Pauline Taaffe reviews the salient points emanating from a recent High Court application on that question. 

Background

In 2007 Clancy Project Management Limited trading as Clancy Construction was appointed by Ocean Point Development Company Limited to construct a development in Co. Wexford.  The contract entered into by Ocean Point and Clancy (the Contract) was in the standard RIAI form (2002 version) and contained an arbitration agreement (the Arbitration Agreement).

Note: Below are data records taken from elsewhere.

use anyhow::{bail, Context, Result};
use clap::{Parser, Subcommand};
use log::{error, info, warn, LevelFilter};
use std::path::{Path, PathBuf};
use std::sync::atomic::{AtomicBool, Ordering};
use std::sync::Arc;

use wmdecode::config::Settings;
use wmdecode::core::extractor::{Extractor, VideoSource};
use wmdecode::decoder::FfmpegVideo;
use wmdecode::logging::{init_logging, LOG_FILE};
use wmdecode::renderer::{render_progress, render_success, DisplayManager};
use wmdecode::ui::menu;

#[derive(Parser)]
#[command(author, version, about = "Recover a message watermarked into video frames", long_about = None)]
struct Cli {
    #[command(subcommand)]
    command: Commands,
    /// Log verbosity written to the log file
    #[arg(long, global = true, default_value_t = LevelFilter::Info)]
    log_level: LevelFilter,
    #[arg(long, global = true, default_value = LOG_FILE)]
    log_file: PathBuf,
}

#[derive(Subcommand)]
enum Commands {
    /// Decode the hidden message of a video into a file
    Decode {
        #[arg(short, long)]
        input: PathBuf,
        #[arg(short, long)]
        output: PathBuf,
        #[arg(long, help = "ffmpeg binary (defaults to $WMDECODE_FFMPEG, then the system ffmpeg)")]
        ffmpeg: Option<PathBuf>,
        #[arg(long, help = "ffprobe binary (defaults to $WMDECODE_FFPROBE, then the system ffprobe)")]
        ffprobe: Option<PathBuf>,
        #[arg(short, long, default_value_t = false, help = "Do not draw the progress dialog")]
        quiet: bool,
    },
    /// Print the resolution of the first video stream as JSON
    Probe {
        #[arg(short, long)]
        input: PathBuf,
        #[arg(long)]
        ffprobe: Option<PathBuf>,
    },
    /// Pick a video from a folder and decode it
    Interactive {
        #[arg(short, long, default_value = ".")]
        dir: PathBuf,
    },
}

fn main() -> Result<()> {
    let cli = Cli::parse();
    init_logging(&cli.log_file, cli.log_level)?;

    match cli.command {
        Commands::Decode { input, output, ffmpeg, ffprobe, quiet } => {
            let settings = Settings::new(ffmpeg, ffprobe, quiet);
            decode(&input, &output, &settings)?;
        }
        Commands::Probe { input, ffprobe } => {
            let settings = Settings::new(None, ffprobe, true);
            let video = FfmpegVideo::new(&input, &settings);
            let resolution = video.probe().context("Failed to probe video")?;
            println!("{}", serde_json::to_string_pretty(&resolution)?);
        }
        Commands::Interactive { dir } => {
            if let Some(selection) = menu::run_menu(&dir)? {
                decode(&selection.video, &selection.output, &Settings::default())?;
            }
        }
    }

    Ok(())
}

fn decode(input: &Path, output: &Path, settings: &Settings) -> Result<()> {
    // 1. Check input
    if !input.is_file() {
        bail!("Input file does not exist: {}", input.display());
    }
    info!("Decoding {} -> {}", input.display(), output.display());

    // 2. Ctrl-C stops the loop between frames
    let running = Arc::new(AtomicBool::new(true));
    let r = running.clone();
    ctrlc::set_handler(move || {
        r.store(false, Ordering::SeqCst);
    })
    .context("Error registering Ctrl-C handler")?;

    // 3. Extract
    let video = FfmpegVideo::new(input, settings);
    let mut display = if settings.quiet { None } else { Some(DisplayManager::new()?) };

    let result = Extractor::new()
        .with_running_flag(running)
        .run(&video, |watermark| {
            if let Some(d) = display.as_mut() {
                if let Err(e) = d.show(&render_progress(watermark)) {
                    warn!("Failed to draw progress: {}", e);
                }
            }
        });

    let extraction = match result {
        Ok(extraction) => extraction,
        Err(e) => {
            error!("{}", e);
            return Err(e).context("Could not find any encoded message in input file");
        }
    };

    // 4. Save
    std::fs::write(output, &extraction.message)
        .with_context(|| format!("Failed to write {}", output.display()))?;
    info!("Saved {} bytes to {}", extraction.message.len(), output.display());

    let name = output
        .file_name()
        .map(|n| n.to_string_lossy().to_string())
        .unwrap_or_else(|| output.display().to_string());
    match display.as_mut() {
        Some(d) => {
            d.show(&render_success(&name))?;
        }
        None => println!("Message saved to {}", output.display()),
    }

    Ok(())
}
use std::sync::atomic::{AtomicBool, Ordering};
use std::sync::Arc;

use log::{debug, info, warn};

use crate::core::error::{ExtractError, Result};
use crate::core::message::decode_message;
use crate::core::sampler::{compute_grid, Grid};
use crate::core::voter::vote;
use crate::core::watermark::{SlotUpdate, Watermark};
use crate::decoder::frame_data::{FrameSource, Resolution};

/// Something that can report its resolution and then stream its frames.
pub trait VideoSource {
    type Frames: FrameSource;

    /// Human-readable name used in error messages.
    fn describe(&self) -> String;

    /// Resolution of the first video stream, or `None` if there is none.
    fn probe(&self) -> Result<Option<Resolution>>;

    fn open_frames(&self, resolution: Resolution) -> Result<Self::Frames>;
}

#[derive(Debug, Clone, Default, PartialEq, Eq)]
pub struct ExtractionStats {
    pub frames_read: u64,
    pub frames_abstained: u64,
    pub slots_filled: u64,
    pub slots_overwritten: u64,
    pub votes_dropped: u64,
}

#[derive(Debug, Clone)]
pub struct Extraction {
    pub message: Vec<u8>,
    pub watermark: Watermark,
    pub stats: ExtractionStats,
}

/// Drives sampling frame by frame until the watermark is complete or the frames run out.
#[derive(Default)]
pub struct Extractor {
    running: Option<Arc<AtomicBool>>,
}

impl Extractor {
    pub fn new() -> Self {
        Self::default()
    }

    /// Stop reading frames once `running` turns false.
    pub fn with_running_flag(mut self, running: Arc<AtomicBool>) -> Self {
        self.running = Some(running);
        self
    }

    fn is_running(&self) -> bool {
        self.running
            .as_ref()
            .map_or(true, |r| r.load(Ordering::SeqCst))
    }

    /// Probe, sample and decode. `on_progress` sees the watermark initially and after every accepted vote.
    pub fn run<V: VideoSource>(&self, video: &V, mut on_progress: impl FnMut(&Watermark)) -> Result<Extraction> {
        // 1. Probe
        let resolution = video
            .probe()?
            .ok_or_else(|| ExtractError::InvalidSource(video.describe()))?;

        // 2. Sample
        let grid = compute_grid(resolution);
        let (watermark, stats) = {
            let mut frames = video.open_frames(resolution)?;
            self.accumulate(&mut frames, &grid, resolution.frame_len(), &mut on_progress)?
        };

        info!(
            "Read {} frames ({} abstained), {} slots filled, {} overwritten, {} votes dropped",
            stats.frames_read, stats.frames_abstained, stats.slots_filled, stats.slots_overwritten, stats.votes_dropped
        );

        // 3. Decode
        if !watermark.is_complete() {
            return Err(ExtractError::Incomplete {
                filled: watermark.filled(),
                total: watermark.capacity(),
            });
        }
        let message = decode_message(&watermark)?;
        info!("Decoded {} byte message", message.len());

        Ok(Extraction { message, watermark, stats })
    }

    /// Fill a fresh watermark from `frames`. Never reads past the frame that completes it.
    pub fn accumulate<S: FrameSource + ?Sized>(
        &self,
        frames: &mut S,
        grid: &Grid,
        frame_len: usize,
        on_progress: &mut impl FnMut(&Watermark),
    ) -> Result<(Watermark, ExtractionStats)> {
        let mut watermark = Watermark::new();
        let mut stats = ExtractionStats::default();
        let mut buffer = Vec::with_capacity(frame_len);

        on_progress(&watermark);

        while !watermark.is_complete() {
            if !self.is_running() {
                warn!("Extraction interrupted after {} frames", stats.frames_read);
                break;
            }
            if !frames.read_frame_into(&mut buffer)? {
                debug!("Frame stream ended after {} frames", stats.frames_read);
                break;
            }
            stats.frames_read += 1;

            let Some(v) = vote(&buffer, grid) else {
                stats.frames_abstained += 1;
                continue;
            };

            match watermark.apply(v) {
                SlotUpdate::Filled => {
                    stats.slots_filled += 1;
                    debug!("Frame {}: slot {} = {}", stats.frames_read, v.position, v.payload);
                }
                SlotUpdate::Unchanged => {}
                SlotUpdate::Overwritten { previous } => {
                    stats.slots_overwritten += 1;
                    debug!(
                        "Frame {}: slot {} changed {} -> {}",
                        stats.frames_read, v.position, previous, v.payload
                    );
                }
                SlotUpdate::Dropped => {
                    stats.votes_dropped += 1;
                    debug!("Frame {}: dropped vote for slot {}", stats.frames_read, v.position);
                    continue;
                }
            }
            on_progress(&watermark);
        }

        Ok((watermark, stats))
    }
}
/// Standard base64 alphabet, indexed by 6-bit code.
pub const ALPHABET: &[u8; 64] = b"ABCDEFGHIJKLMNOPQRSTUVWXYZabcdefghijklmnopqrstuvwxyz0123456789+/";

/// Symbol the embedder uses to fill unused slots.
pub const FILL_SYMBOL: char = 'A';

/// Character for a 6-bit code. Only the low 6 bits are used.
pub fn symbol(code: u8) -> char {
    ALPHABET[(code & 0x3f) as usize] as char
}

/// 6-bit code for a base64 character, if it belongs to the alphabet.
pub fn code_of(symbol: char) -> Option<u8> {
    ALPHABET
        .iter()
        .position(|&b| b as char == symbol)
        .map(|i| i as u8)
}
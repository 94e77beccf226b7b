pub mod config;
pub mod core;
pub mod decoder;
pub mod logging;
pub mod renderer;
pub mod ui;

pub use crate::core::error::{ExtractError, Result};
pub use crate::core::extractor::{Extraction, ExtractionStats, Extractor, VideoSource};
pub use crate::core::watermark::Watermark;
pub use crate::decoder::frame_data::{FrameSource, Resolution};
use std::io::{BufRead, BufReader};
use std::path::PathBuf;
use std::process::ChildStdout;
use std::thread::{self, JoinHandle};

use ffmpeg_sidecar::child::FfmpegChild;
use ffmpeg_sidecar::command::FfmpegCommand;
use log::{debug, info, warn};

use super::frame_data::{FrameSource, ReaderFrameSource, Resolution};
use super::probe::probe_resolution;
use crate::config::Settings;
use crate::core::error::Result;
use crate::core::extractor::VideoSource;

/// A video file decoded by an external ffmpeg process.
pub struct FfmpegVideo {
    path: PathBuf,
    ffmpeg: Option<PathBuf>,
    ffprobe: Option<PathBuf>,
}

impl FfmpegVideo {
    pub fn new(path: impl Into<PathBuf>, settings: &Settings) -> Self {
        Self {
            path: path.into(),
            ffmpeg: settings.ffmpeg_path.clone(),
            ffprobe: settings.ffprobe_path.clone(),
        }
    }

    fn ffprobe_path(&self) -> PathBuf {
        self.ffprobe
            .clone()
            .unwrap_or_else(ffmpeg_sidecar::ffprobe::ffprobe_path)
    }
}

impl VideoSource for FfmpegVideo {
    type Frames = FfmpegFrames;

    fn describe(&self) -> String {
        self.path.display().to_string()
    }

    fn probe(&self) -> Result<Option<Resolution>> {
        probe_resolution(&self.ffprobe_path(), &self.path)
    }

    fn open_frames(&self, resolution: Resolution) -> Result<FfmpegFrames> {
        let mut command = match &self.ffmpeg {
            Some(bin) => FfmpegCommand::new_with_path(bin),
            None => FfmpegCommand::new(),
        };

        command.hide_banner();
        command.input(&self.path);
        // raw rgb24, top row first, one frame after another
        command.args(["-an", "-f", "rawvideo", "-pix_fmt", "rgb24"]);
        command.output("-");

        info!("Starting ffmpeg decoder for {}", self.path.display());
        let mut child = command.spawn()?;

        let stdout = child.take_stdout().ok_or_else(|| {
            std::io::Error::new(std::io::ErrorKind::BrokenPipe, "ffmpeg stdout not available")
        })?;

        // ffmpeg stalls once its stderr pipe fills, so keep draining it
        let stderr_handle = child.take_stderr().map(|stderr| {
            thread::spawn(move || {
                let reader = BufReader::new(stderr);
                for line in reader.lines().map_while(|l| l.ok()) {
                    if is_error_line(&line) {
                        warn!("[ffmpeg] {}", line);
                    } else {
                        debug!("[ffmpeg] {}", line);
                    }
                }
            })
        });

        Ok(FfmpegFrames {
            child,
            frames: ReaderFrameSource::new(stdout, resolution),
            stderr_handle,
        })
    }
}

/// ffmpeg reports failures as "Error ..." or "... error ...", in any case.
pub fn is_error_line(line: &str) -> bool {
    line.to_ascii_lowercase().contains("error")
}

/// Frames streamed from a running ffmpeg child. Dropping it stops the child.
pub struct FfmpegFrames {
    child: FfmpegChild,
    frames: ReaderFrameSource<ChildStdout>,
    stderr_handle: Option<JoinHandle<()>>,
}

impl FrameSource for FfmpegFrames {
    fn read_frame_into(&mut self, buffer: &mut Vec<u8>) -> std::io::Result<bool> {
        self.frames.read_frame_into(buffer)
    }
}

impl Drop for FfmpegFrames {
    fn drop(&mut self) {
        // the watermark may be complete long before the video ends
        let _ = self.child.kill();
        match self.child.wait() {
            Ok(status) => debug!("ffmpeg exited with {}", status),
            Err(e) => warn!("Failed to reap ffmpeg: {}", e),
        }
        if let Some(handle) = self.stderr_handle.take() {
            let _ = handle.join();
        }
    }
}

#[cfg(test)]
mod tests {
    use super::*;

    #[test]
    fn test_is_error_line() {
        assert!(is_error_line("Error opening input file clip.mp4."));
        assert!(is_error_line("[h264 @ 0x55] decode_slice_header ERROR"));
        assert!(is_error_line("Conversion failed! error while decoding"));
        assert!(!is_error_line("Stream mapping:"));
        assert!(!is_error_line("frame=  120 fps= 60 q=-0.0 size=N/A"));
    }
}
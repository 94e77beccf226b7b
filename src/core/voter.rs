use crate::config::{BYTES_PER_PIXEL, CODE_MODULUS, CONFIDENCE_THRESHOLD, GRID_CELLS};
use crate::core::sampler::Grid;

/// One frame's agreed slot index and slot value.
#[derive(Debug, Clone, Copy, PartialEq, Eq)]
pub struct Vote {
    pub position: u8,
    pub payload: u8,
}

/// Reduce a pixel to its 6-bit code: (R + G + B) mod 64.
pub fn pixel_code(px: [u8; 3]) -> u8 {
    let sum: u32 = px.iter().map(|&c| c as u32).sum();
    (sum % CODE_MODULUS) as u8
}

/// Sample both grids of a frame and return their consensus, or `None` if either sample is too noisy.
pub fn vote(frame: &[u8], grid: &Grid) -> Option<Vote> {
    if frame.len() < grid.required_len() {
        return None;
    }
    let mut positions = [0u8; GRID_CELLS];
    let mut payloads = [0u8; GRID_CELLS];

    for (i, cell) in grid.cells().iter().enumerate() {
        positions[i] = pixel_code(read_pixel(frame, cell.position)?);
        payloads[i] = pixel_code(read_pixel(frame, cell.payload)?);
    }

    Some(Vote {
        position: consensus(&positions)?,
        payload: consensus(&payloads)?,
    })
}

/// Mode of a sample, accepted only if its variance is below the confidence threshold.
pub fn consensus(sample: &[u8]) -> Option<u8> {
    if variance(sample)? < CONFIDENCE_THRESHOLD {
        mode(sample)
    } else {
        None
    }
}

/// Sample variance (n - 1 denominator). Needs at least two values.
pub fn variance(sample: &[u8]) -> Option<f64> {
    if sample.len() < 2 {
        return None;
    }
    let n = sample.len() as f64;
    let mean = sample.iter().map(|&v| v as f64).sum::<f64>() / n;
    let ss: f64 = sample.iter().map(|&v| (v as f64 - mean).powi(2)).sum();
    Some(ss / (n - 1.0))
}

/// Most frequent value; ties go to the smallest value.
pub fn mode(sample: &[u8]) -> Option<u8> {
    let mut counts = [0usize; CODE_MODULUS as usize];
    for &v in sample {
        counts[(v as usize) % counts.len()] += 1;
    }
    // max_by_key keeps the last maximum, so walk from the top down
    counts
        .iter()
        .enumerate()
        .rev()
        .filter(|(_, &c)| c > 0)
        .max_by_key(|(_, &c)| c)
        .map(|(v, _)| v as u8)
}

fn read_pixel(frame: &[u8], offset: usize) -> Option<[u8; 3]> {
    let px = frame.get(offset..offset + BYTES_PER_PIXEL)?;
    Some([px[0], px[1], px[2]])
}

#[cfg(test)]
mod tests {
    use super::*;
    use crate::core::sampler::compute_grid;
    use crate::decoder::frame_data::Resolution;

    #[test]
    fn test_pixel_code() {
        assert_eq!(pixel_code([0, 0, 0]), 0);
        assert_eq!(pixel_code([10, 20, 30]), 60);
        assert_eq!(pixel_code([255, 255, 255]), (765 % 64) as u8);
        assert_eq!(pixel_code([64, 0, 1]), 1);
    }

    #[test]
    fn test_pixel_code_channel_permutation() {
        let px = [200u8, 17, 99];
        let expected = pixel_code(px);
        for perm in [[0, 1, 2], [0, 2, 1], [1, 0, 2], [1, 2, 0], [2, 0, 1], [2, 1, 0]] {
            assert_eq!(pixel_code([px[perm[0]], px[perm[1]], px[perm[2]]]), expected);
        }
        // different channels, same sum
        assert_eq!(pixel_code([100, 100, 100]), pixel_code([50, 150, 100]));
    }

    #[test]
    fn test_uniform_sample() {
        let sample = [42u8; 9];
        assert_eq!(variance(&sample), Some(0.0));
        assert_eq!(consensus(&sample), Some(42));
    }

    #[test]
    fn test_spread_sample_abstains() {
        let sample = [0u8, 8, 16, 24, 32, 40, 48, 56, 63];
        assert!(variance(&sample).unwrap() >= CONFIDENCE_THRESHOLD);
        assert_eq!(consensus(&sample), None);
    }

    #[test]
    fn test_small_noise_accepted() {
        let sample = [7u8, 7, 7, 7, 7, 7, 8, 6, 7];
        assert!(variance(&sample).unwrap() < CONFIDENCE_THRESHOLD);
        assert_eq!(consensus(&sample), Some(7));
    }

    #[test]
    fn test_threshold_is_strict() {
        // mean 2, squared deviations sum to 24, 24 / 8 == 3
        let sample = [0u8, 0, 0, 4, 4, 4, 2, 2, 2];
        assert_eq!(variance(&sample), Some(3.0));
        assert_eq!(consensus(&sample), None);
    }

    #[test]
    fn test_mode_tie_smallest_wins() {
        assert_eq!(mode(&[5, 5, 5, 4, 4, 4, 6, 6, 6]), Some(4));
        assert_eq!(mode(&[9, 9, 3, 3, 1]), Some(3));
        assert_eq!(mode(&[]), None);
    }

    #[test]
    fn test_vote_on_flat_frame() {
        let resolution = Resolution::new(6, 6).unwrap();
        let grid = compute_grid(resolution);
        let mut frame = vec![0u8; resolution.frame_len()];
        for cell in grid.cells() {
            frame[cell.position] = 3;
            frame[cell.payload..cell.payload + 3].copy_from_slice(&[10, 10, 1]);
        }
        assert_eq!(vote(&frame, &grid), Some(Vote { position: 3, payload: 21 }));
    }

    #[test]
    fn test_vote_noisy_payload_abstains() {
        let resolution = Resolution::new(6, 6).unwrap();
        let grid = compute_grid(resolution);
        let mut frame = vec![0u8; resolution.frame_len()];
        for (i, cell) in grid.cells().iter().enumerate() {
            frame[cell.payload] = (i as u8) * 7;
        }
        assert_eq!(vote(&frame, &grid), None);
    }

    #[test]
    fn test_vote_short_frame_abstains() {
        let grid = compute_grid(Resolution::new(6, 6).unwrap());
        assert_eq!(vote(&[0u8; 20], &grid), None);
    }
}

The Summary Proceedings in the High Court

On 17 October 2008 Clancy issued summary proceedings against Ocean Point to recover the sum of €768,379.45 which was certified as being due by an architect on 15 September 2008.  While Ocean Point contended in correspondence in October 2008 that the matter was something which ought to be resolved by way of arbitration on foot of the Arbitration Agreement, that argument was not made in any of the affidavits exchanged during the course of the summary proceedings.  

On 5 March 2009 a receiver was appointed over the assets of Ocean Point who  initially contended that the works were defective, but did not impede Clancy’s application for final judgment.  On 10 December 2009 Clancy ultimately obtained an order for final judgment in the amount of €768,379.45.  Ocean Point never paid the €768,379.45. 

The Arbitral Proceedings

In early 2008 differences had arisen between Clancy and Ocean Point in respect of the quality of works completed by Clancy.  They both agreed to refer the issues to conciliation in accordance with the Contract.  The conciliation was unsuccessful and on 3 October 2008 the conciliator terminated the conciliation process.  On 13 October 2008 Clancy took steps to commence arbitral proceedings on foot of the Arbitration Agreement in respect of the issues which had been the subject of conciliation.  Clancy and Ocean Point agreed on the appointment of an arbitrator and on 20 January 2009 Clancy furnished a document to the arbitrator which set out the particulars of the dispute (as it alleged).  The document did not contain reference to the outstanding payment of €768,379.45, which at that point was the subject of summary proceedings.  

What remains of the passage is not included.